*Dataset excerpts*.
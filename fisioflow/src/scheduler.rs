//! Periodic settlement.
//!
//! Each tick runs one settlement pass and one expiry sweep on the blocking
//! pool; a failing pass is logged and the next tick tries again.

use std::sync::Arc;
use std::time::Duration;

use fisioflow_core::VoucherEngine;
use tokio::sync::watch;
use tokio::task::JoinHandle;
use tokio::time::{MissedTickBehavior, interval};
use tracing::{debug, error, info};

/// Handle to the running scheduler.
#[derive(Debug)]
pub struct SettlementScheduler {
    shutdown: watch::Sender<bool>,
    task: JoinHandle<u64>,
}

impl SettlementScheduler {
    /// Start ticking every `period`. The first pass runs one period after
    /// start.
    #[must_use]
    pub fn spawn(engine: Arc<VoucherEngine>, period: Duration) -> Self {
        let (shutdown, mut stop) = watch::channel(false);
        let task = tokio::spawn(async move {
            let mut ticker = interval(period);
            ticker.set_missed_tick_behavior(MissedTickBehavior::Delay);
            ticker.tick().await;
            let mut passes = 0u64;
            info!(period_secs = period.as_secs_f64(), "Settlement scheduler started");
            loop {
                tokio::select! {
                    _ = ticker.tick() => {}
                    changed = stop.changed() => {
                        if changed.is_err() || *stop.borrow() {
                            break;
                        }
                        continue;
                    }
                }
                let engine = Arc::clone(&engine);
                let outcome = tokio::task::spawn_blocking(move || {
                    let matured = engine.run_settlement();
                    let expired = engine.expire_vouchers();
                    (matured, expired)
                })
                .await;
                passes += 1;
                match outcome {
                    Ok((Ok(matured), Ok(expired))) => debug!(matured, expired, "Scheduled settlement pass"),
                    Ok((matured, expired)) => {
                        if let Err(e) = matured {
                            error!(kind = %e.kind(), error = %e, "Scheduled settlement failed");
                        }
                        if let Err(e) = expired {
                            error!(kind = %e.kind(), error = %e, "Scheduled voucher expiry failed");
                        }
                    }
                    Err(e) => error!(error = %e, "Settlement task panicked"),
                }
            }
            info!(passes, "Settlement scheduler stopped");
            passes
        });
        Self { shutdown, task }
    }

    /// Stop after the current pass; returns the number of passes run.
    pub async fn stop(self) -> u64 {
        let _ = self.shutdown.send(true);
        self.task.await.unwrap_or(0)
    }
}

*Task prompt*.
Starting at the line that contains "passes += 1;", copy every line down to the last line of the records above, exactly as written.

*Answer to the exercise*.
                passes += 1;
                match outcome {
                    Ok((Ok(matured), Ok(expired))) => debug!(matured, expired, "Scheduled settlement pass"),
                    Ok((matured, expired)) => {
                        if let Err(e) = matured {
                            error!(kind = %e.kind(), error = %e, "Scheduled settlement failed");
                        }
                        if let Err(e) = expired {
                            error!(kind = %e.kind(), error = %e, "Scheduled voucher expiry failed");
                        }
                    }
                    Err(e) => error!(error = %e, "Settlement task panicked"),
                }
            }
            info!(passes, "Settlement scheduler stopped");
            passes
        });
        Self { shutdown, task }
    }

    /// Stop after the current pass; returns the number of passes run.
    pub async fn stop(self) -> u64 {
        let _ = self.shutdown.send(true);
        self.task.await.unwrap_or(0)
    }
}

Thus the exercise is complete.